Die europäischen Staaten versuchen nun, zu retten, was noch zu retten ist: Um überhaupt noch irgendeinen Einfluss auf einen möglichen Deal zwischen den USA und Russland haben zu können, wurde für Montag ein eiliger Krisengipfel in Paris einberufen. Daran nahmen nicht nur EU-Länder teil. Dabei soll es um eine mögliche europäische Friedenstruppe für die Ukraine gehen.
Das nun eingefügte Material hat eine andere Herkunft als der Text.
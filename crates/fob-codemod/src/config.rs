//! Codemod configuration

use serde::{Deserialize, Serialize};

use crate::error::{CodemodError, Result};
use crate::format::is_identifier_name;

/// Library roots rewritten by the import splitter by default
pub const DEFAULT_LIBRARIES: &[&str] = &[
    "@material-ui/core",
    "@material-ui/icons",
    "@material-ui/lab",
    "@material-ui/pickers",
];

/// Settings shared by both transforms
#[derive(Debug, Clone, PartialEq, Eq, Serialize, Deserialize)]
#[serde(rename_all = "camelCase", default, deny_unknown_fields)]
pub struct CodemodConfig {
    /// Suffix a prop type name must end with (`ButtonProps`)
    pub suffix: String,

    /// Generic wrapper type used for the canonical declaration (`FC`)
    pub wrapper_symbol: String,

    /// Module the wrapper type is imported from (`react`)
    pub wrapper_module: String,

    /// Library roots whose imports are split per symbol
    pub libraries: Vec<String>,
}

impl Default for CodemodConfig {
    fn default() -> Self {
        Self {
            suffix: "Props".to_string(),
            wrapper_symbol: "FC".to_string(),
            wrapper_module: "react".to_string(),
            libraries: DEFAULT_LIBRARIES.iter().map(|s| s.to_string()).collect(),
        }
    }
}

impl CodemodConfig {
    /// Validate the configuration
    ///
    /// # Errors
    ///
    /// Returns [`CodemodError::InvalidConfig`] naming the first bad field.
    pub fn validate(&self) -> Result<()> {
        if self.suffix.is_empty() {
            return Err(CodemodError::invalid_config("suffix", "must not be empty"));
        }

        if !is_identifier_name(&self.wrapper_symbol) {
            return Err(CodemodError::invalid_config(
                "wrapperSymbol",
                format!("'{}' is not a valid identifier", self.wrapper_symbol),
            ));
        }

        if self.wrapper_module.trim().is_empty() {
            return Err(CodemodError::invalid_config(
                "wrapperModule",
                "must not be empty",
            ));
        }

        if let Some(idx) = self.libraries.iter().position(|lib| lib.trim().is_empty()) {
            return Err(CodemodError::invalid_config(
                format!("libraries[{idx}]"),
                "library root must not be empty",
            ));
        }

        Ok(())
    }
}

#[cfg(test)]
mod tests {
    use super::*;
    use serde_json::json;

    #[test]
    fn defaults_match_react_conventions() {
        let config = CodemodConfig::default();
        assert_eq!(config.suffix, "Props");
        assert_eq!(config.wrapper_symbol, "FC");
        assert_eq!(config.wrapper_module, "react");
        assert_eq!(config.libraries.len(), 4);
        assert!(config.validate().is_ok());
    }

    #[test]
    fn deserializes_partial_camel_case() {
        let config: CodemodConfig = serde_json::from_value(json!({
            "wrapperSymbol": "VFC",
            "libraries": ["@mui/material"]
        }))
        .unwrap();

        assert_eq!(config.wrapper_symbol, "VFC");
        assert_eq!(config.suffix, "Props");
        assert_eq!(config.libraries, vec!["@mui/material".to_string()]);
    }

    #[test]
    fn rejects_unknown_fields() {
        let result: std::result::Result<CodemodConfig, _> =
            serde_json::from_value(json!({ "wrapper": "FC" }));
        assert!(result.is_err());
    }

    #[test]
    fn validate_rejects_bad_values() {
        let mut config = CodemodConfig::default();
        config.wrapper_symbol = "React.FC".into();
        assert!(matches!(
            config.validate(),
            Err(CodemodError::InvalidConfig { ref field, .. }) if field == "wrapperSymbol"
        ));

        let mut config = CodemodConfig::default();
        config.suffix.clear();
        assert!(config.validate().is_err());

        let mut config = CodemodConfig::default();
        config.libraries.push("  ".into());
        assert!(matches!(
            config.validate(),
            Err(CodemodError::InvalidConfig { ref field, .. }) if field == "libraries[4]"
        ));
    }
}
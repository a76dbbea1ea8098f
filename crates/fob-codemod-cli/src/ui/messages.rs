//! Status message functions for terminal output.

use owo_colors::OwoColorize;

use super::{colors_enabled, is_quiet};

/// Print a success message to stderr.
///
/// # Examples
///
/// ```no_run
/// use fob_codemod_cli::ui::success;
///
/// success("Rewrote 3 files");
/// ```
pub fn success(message: &str) {
    if is_quiet() {
        return;
    }

    if colors_enabled() {
        eprintln!("{} {}", "✓".green().bold(), message);
    } else {
        eprintln!("✓ {}", message);
    }
}

/// Print an info message to stderr.
pub fn info(message: &str) {
    if is_quiet() {
        return;
    }

    if colors_enabled() {
        eprintln!("{} {}", "ℹ".blue().bold(), message);
    } else {
        eprintln!("ℹ {}", message);
    }
}

/// Print a warning message to stderr.
///
/// # Examples
///
/// ```no_run
/// use fob_codemod_cli::ui::warning;
///
/// warning("No source files found");
/// ```
pub fn warning(message: &str) {
    if is_quiet() {
        return;
    }

    if colors_enabled() {
        eprintln!("{} {}", "⚠".yellow().bold(), message.yellow());
    } else {
        eprintln!("⚠ {}", message);
    }
}

/// Print an error message to stderr.
pub fn error(message: &str) {
    if colors_enabled() {
        eprintln!("{} {}", "✗".red().bold(), message.red());
    } else {
        eprintln!("✗ {}", message);
    }
}
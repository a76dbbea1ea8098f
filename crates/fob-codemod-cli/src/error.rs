//! Error handling for the codemod CLI.
//!
//! - **Top-level errors** (`CliError`) represent broad categories of failures
//! - **Domain-specific errors** (`ConfigError`) carry a hint for the user
//! - **Error conversion** is automatic via `#[from]` attributes
//!
//! # Example
//!
//! ```rust,no_run
//! use fob_codemod_cli::error::{Result, ResultExt};
//! use std::path::Path;
//!
//! fn read_source(path: &Path) -> Result<String> {
//!     std::fs::read_to_string(path).with_path(path)
//! }
//! ```

mod diagnostic;

use std::path::PathBuf;

use fob_codemod::CodemodError;
use thiserror::Error;

pub use diagnostic::cli_error_to_miette;

/// Top-level CLI error type.
#[derive(Debug, Error)]
pub enum CliError {
    /// Configuration-related errors (file not found, invalid values, etc.)
    #[error("Configuration error: {0}")]
    Config(#[from] ConfigError),

    /// Errors from the codemod library
    #[error(transparent)]
    Codemod(#[from] CodemodError),

    /// File or directory not found
    #[error("File not found: {}", .0.display())]
    FileNotFound(PathBuf),

    /// I/O errors from file system operations
    #[error("I/O error: {0}")]
    Io(#[from] std::io::Error),

    /// Directory traversal failed
    #[error("Failed to walk source tree: {0}")]
    Walk(#[from] ignore::Error),

    /// Some files could not be transformed
    #[error("{count} file(s) could not be transformed\n\nHint: Run with --verbose for details, or fix the reported syntax errors")]
    TransformFailed {
        /// Number of files that failed
        count: usize,
    },

    /// `--check` found files that would be rewritten
    #[error("{count} file(s) would be rewritten\n\nHint: Run without --check to apply the codemod")]
    CheckFailed {
        /// Number of files that would change
        count: usize,
    },
}

/// Configuration-specific errors.
#[derive(Debug, Error)]
pub enum ConfigError {
    /// Config file doesn't exist at the given location
    #[error("Config file not found: {}\n\nHint: Create a fob-codemod.toml file or pass an existing file to --config", .0.display())]
    NotFound(PathBuf),

    /// Config file extension is not a supported format
    #[error("Unsupported config format: {}\n\nHint: Use a .toml, .json, .yaml or .yml file", .0.display())]
    UnsupportedFormat(PathBuf),

    /// Invalid value for a configuration option
    #[error("Invalid value for '{field}': {value}\n\nHint: {hint}")]
    InvalidValue {
        /// Name of the field with invalid value
        field: String,
        /// The invalid value
        value: String,
        /// Helpful hint for correct values
        hint: String,
    },
}

/// Result type alias using `CliError` as the default error type.
pub type Result<T, E = CliError> = std::result::Result<T, E>;

/// Extension trait for adding context to `Result` types.
pub trait ResultExt<T> {
    /// Replace a not-found I/O error with [`CliError::FileNotFound`] for `path`.
    fn with_path(self, path: impl AsRef<std::path::Path>) -> Result<T>;
}

impl<T, E: Into<CliError>> ResultExt<T> for std::result::Result<T, E> {
    fn with_path(self, path: impl AsRef<std::path::Path>) -> Result<T> {
        self.map_err(|e| {
            let err: CliError = e.into();
            match err {
                CliError::Io(io_err) if io_err.kind() == std::io::ErrorKind::NotFound => {
                    CliError::FileNotFound(path.as_ref().to_path_buf())
                }
                other => other,
            }
        })
    }
}

impl From<CodemodError> for ConfigError {
    fn from(err: CodemodError) -> Self {
        match err {
            CodemodError::InvalidConfig { field, reason } => ConfigError::InvalidValue {
                field,
                value: reason.unwrap_or_else(|| "invalid".to_string()),
                hint: "Check fob-codemod.toml, FOB_CODEMOD_* variables and command-line flags"
                    .to_string(),
            },
            other => ConfigError::InvalidValue {
                field: "configuration".to_string(),
                value: other.to_string(),
                hint: "Check fob-codemod.toml syntax and field types".to_string(),
            },
        }
    }
}
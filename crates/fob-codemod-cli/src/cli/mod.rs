//! Command-line interface definition for fob-codemod.
//!
//! # Command Structure
//!
//! - `fob-codemod fc` - Canonical `FC<Props>` component declarations
//! - `fob-codemod imports` - Per-symbol Material UI imports

mod commands;
mod tests;
mod validation;

use clap::Parser;

pub use commands::{Command, FcArgs, ImportsArgs, RunArgs};
pub use validation::{parse_extension, parse_library_root, parse_wrapper_symbol};

/// fob-codemod - structural codemods for TypeScript and React
#[derive(Parser, Debug)]
#[command(
    name = "fob-codemod",
    version,
    about = "Structural codemods for TypeScript and React sources",
    long_about = "fob-codemod rewrites TypeScript/React sources by matching on the syntax tree.\n\
                  Only the matched nodes change; comments, formatting and everything else in\n\
                  the file are kept exactly as written."
)]
pub struct Cli {
    /// Enable verbose logging (debug level)
    ///
    /// Shows every file processed and why declarations were skipped.
    #[arg(short, long, global = true)]
    pub verbose: bool,

    /// Suppress all output except errors
    #[arg(short, long, global = true, conflicts_with = "verbose")]
    pub quiet: bool,

    /// Disable colored output
    #[arg(long, global = true)]
    pub no_color: bool,

    /// Subcommand to execute
    #[command(subcommand)]
    pub command: Command,
}
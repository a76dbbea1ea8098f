//! Error types for codemod transforms

use miette::Diagnostic;
use thiserror::Error;

/// Errors that can occur while transforming a source unit
#[derive(Error, Debug, Diagnostic)]
pub enum CodemodError {
    /// The source could not be parsed
    #[error("Failed to parse {source_name}: {message}")]
    #[diagnostic(
        code(fob::codemod::parse_failed),
        help("codemods only run on syntactically valid JavaScript/TypeScript")
    )]
    Parse {
        source_name: String,
        message: String,
    },

    /// Two rewrites touched the same region of the source
    #[error("Overlapping edits at {}..{} and {}..{}", first.0, first.1, second.0, second.1)]
    #[diagnostic(code(fob::codemod::edit_conflict))]
    EditConflict { first: (u32, u32), second: (u32, u32) },

    /// An edit points outside the source or splits a UTF-8 character
    #[error("Edit range {start}..{end} is not valid for a source of {len} bytes")]
    #[diagnostic(code(fob::codemod::edit_out_of_bounds))]
    EditOutOfBounds { start: u32, end: u32, len: usize },

    /// Configuration failed validation
    #[error("Invalid configuration: {field}{}", reason.as_ref().map(|r| format!(" - {}", r)).unwrap_or_default())]
    #[diagnostic(code(fob::codemod::invalid_config))]
    InvalidConfig {
        field: String,
        reason: Option<String>,
    },
}

impl CodemodError {
    /// Create a Parse error from parser diagnostics
    pub fn parse(source_name: impl Into<String>, diagnostics: &[String]) -> Self {
        Self::Parse {
            source_name: source_name.into(),
            message: diagnostics.join(", "),
        }
    }

    /// Create an InvalidConfig error
    pub fn invalid_config(field: impl Into<String>, reason: impl Into<String>) -> Self {
        Self::InvalidConfig {
            field: field.into(),
            reason: Some(reason.into()),
        }
    }
}

/// Result type for codemod operations
pub type Result<T> = std::result::Result<T, CodemodError>;
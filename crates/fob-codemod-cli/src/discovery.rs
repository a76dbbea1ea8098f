//! Source file discovery.

use std::path::{Path, PathBuf};

use ignore::WalkBuilder;

use crate::error::{CliError, Result};

/// Directory that is never descended into, even without a .gitignore
const NODE_MODULES: &str = "node_modules";

/// Collects the files a transform should visit.
///
/// Directories are walked recursively, honoring `.gitignore`/`.ignore`
/// files and skipping hidden entries and `node_modules`. Files named
/// directly are always included, whatever their extension.
#[derive(Debug, Clone)]
pub struct SourceWalker {
    roots: Vec<PathBuf>,
    extensions: Vec<String>,
}

impl SourceWalker {
    pub fn new(roots: Vec<PathBuf>) -> Self {
        Self {
            roots,
            extensions: ["ts", "tsx", "js", "jsx"]
                .iter()
                .map(|ext| ext.to_string())
                .collect(),
        }
    }

    pub fn with_extensions(mut self, extensions: Vec<String>) -> Self {
        self.extensions = extensions;
        self
    }

    /// Walk every root and return the matching files, sorted and deduplicated.
    ///
    /// # Errors
    ///
    /// Returns [`CliError::FileNotFound`] for a root that does not exist and
    /// [`CliError::Walk`] when a directory cannot be read.
    pub fn walk(&self) -> Result<Vec<PathBuf>> {
        let mut files = Vec::new();
        let mut dirs = Vec::new();

        for root in &self.roots {
            if root.is_file() {
                files.push(root.clone());
            } else if root.is_dir() {
                dirs.push(root.as_path());
            } else {
                return Err(CliError::FileNotFound(root.clone()));
            }
        }

        if let Some((first, rest)) = dirs.split_first() {
            let mut builder = WalkBuilder::new(first);
            for dir in rest {
                builder.add(dir);
            }

            let walker = builder
                .hidden(true)
                .git_ignore(true)
                .require_git(false)
                .filter_entry(|entry| entry.file_name() != NODE_MODULES)
                .build();

            for entry in walker {
                let entry = entry?;
                let path = entry.path();

                if entry.file_type().is_some_and(|ft| ft.is_file()) && self.should_process(path)
                {
                    files.push(path.to_path_buf());
                }
            }
        }

        files.sort();
        files.dedup();

        tracing::debug!(count = files.len(), "Discovered source files");
        Ok(files)
    }

    fn should_process(&self, path: &Path) -> bool {
        path.extension()
            .and_then(|ext| ext.to_str())
            .is_some_and(|ext| {
                self.extensions
                    .iter()
                    .any(|allowed| allowed.eq_ignore_ascii_case(ext))
            })
    }
}
use clap::{Args, Subcommand};
use std::path::PathBuf;

use crate::cli::validation::{parse_extension, parse_library_root, parse_wrapper_symbol};

/// Available fob-codemod subcommands
#[derive(Subcommand, Debug)]
pub enum Command {
    /// Rewrite components into `const Name: FC<NameProps> = (...) => ...`
    ///
    /// Matches assigned arrow functions, function expressions and function
    /// declarations whose first parameter is a destructured object typed
    /// with a `...Props` type, and adds the `FC` import where needed.
    Fc(FcArgs),

    /// Split Material UI root imports into per-symbol imports
    ///
    /// `import { Button } from '@material-ui/core'` becomes
    /// `import Button from '@material-ui/core/Button'`.
    Imports(ImportsArgs),
}

/// Arguments shared by every transform
#[derive(Args, Debug, Clone)]
pub struct RunArgs {
    /// Files or directories to transform
    ///
    /// Directories are walked recursively, honoring .gitignore and skipping
    /// node_modules.
    #[arg(value_name = "PATH", default_value = ".")]
    pub paths: Vec<PathBuf>,

    /// Report files that would change without writing them
    #[arg(long, conflicts_with_all = ["check", "print"])]
    pub dry_run: bool,

    /// Exit with an error if any file would change (for CI)
    #[arg(long, conflicts_with = "print")]
    pub check: bool,

    /// Print transformed sources to stdout instead of writing them
    #[arg(long)]
    pub print: bool,

    /// Path to a config file (TOML, JSON or YAML)
    ///
    /// Defaults to fob-codemod.toml in the current directory when present.
    #[arg(short, long, value_name = "FILE")]
    pub config: Option<PathBuf>,

    /// File extensions to transform
    #[arg(
        long,
        value_name = "EXT",
        value_delimiter = ',',
        default_value = "ts,tsx,js,jsx",
        value_parser = parse_extension
    )]
    pub extensions: Vec<String>,
}

/// Arguments for the fc command
#[derive(Args, Debug, Clone)]
pub struct FcArgs {
    #[command(flatten)]
    pub run: RunArgs,

    /// Suffix a prop type must end with to be matched
    #[arg(long, value_name = "SUFFIX")]
    pub suffix: Option<String>,

    /// Wrapper type used for rewritten declarations
    #[arg(long = "wrapper", value_name = "SYMBOL", value_parser = parse_wrapper_symbol)]
    pub wrapper_symbol: Option<String>,

    /// Module the wrapper type is imported from
    #[arg(long, value_name = "MODULE")]
    pub wrapper_module: Option<String>,
}

/// Arguments for the imports command
#[derive(Args, Debug, Clone)]
pub struct ImportsArgs {
    #[command(flatten)]
    pub run: RunArgs,

    /// Library root to split (repeatable, replaces the configured roots)
    ///
    /// Examples:
    ///   fob-codemod imports --library @mui/material src
    ///   fob-codemod imports --library @material-ui/core --library @material-ui/lab
    #[arg(long = "library", value_name = "ROOT", value_parser = parse_library_root)]
    pub libraries: Vec<String>,
}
Die USA hatten bereits klar gesagt, dass sie selbst keine Soldat:innen in die Ukraine schicken wollen.
Keir Starmer, der Premierminister des Vereinigten Königreichs, der am Pariser Gipfel teilnimmt, hatte die Bereitschaft seines Landes zur Truppenentsendung bereits öffentlich zugesagt. Dasselbe gilt für Schweden. Bundeskanzler Scholz dagegen trat vor dem Gipfel noch auf die Bremse und äußerte, die Debatte über eine Friedenstruppe sei noch „verfrüht“. Es gehe jetzt um die Frage, wie Frieden gewährleistet werden könne, ohne dass über die Köpfe der Ukrainerinnen und Ukrainer hinweg entschieden werde.
Ob sich die europäischen Bemühungen mit irgendwelchem Einfluss auf das Verhandlungsergebnis niederschlagen, ist indes fraglich. Sergej Lawrow jedenfalls hält eine Teilnahme der Europäer:innen an Friedensgesprächen ausdrücklich für überflüssig: „Ich weiß nicht, was sie am Verhandlungstisch zu suchen haben“.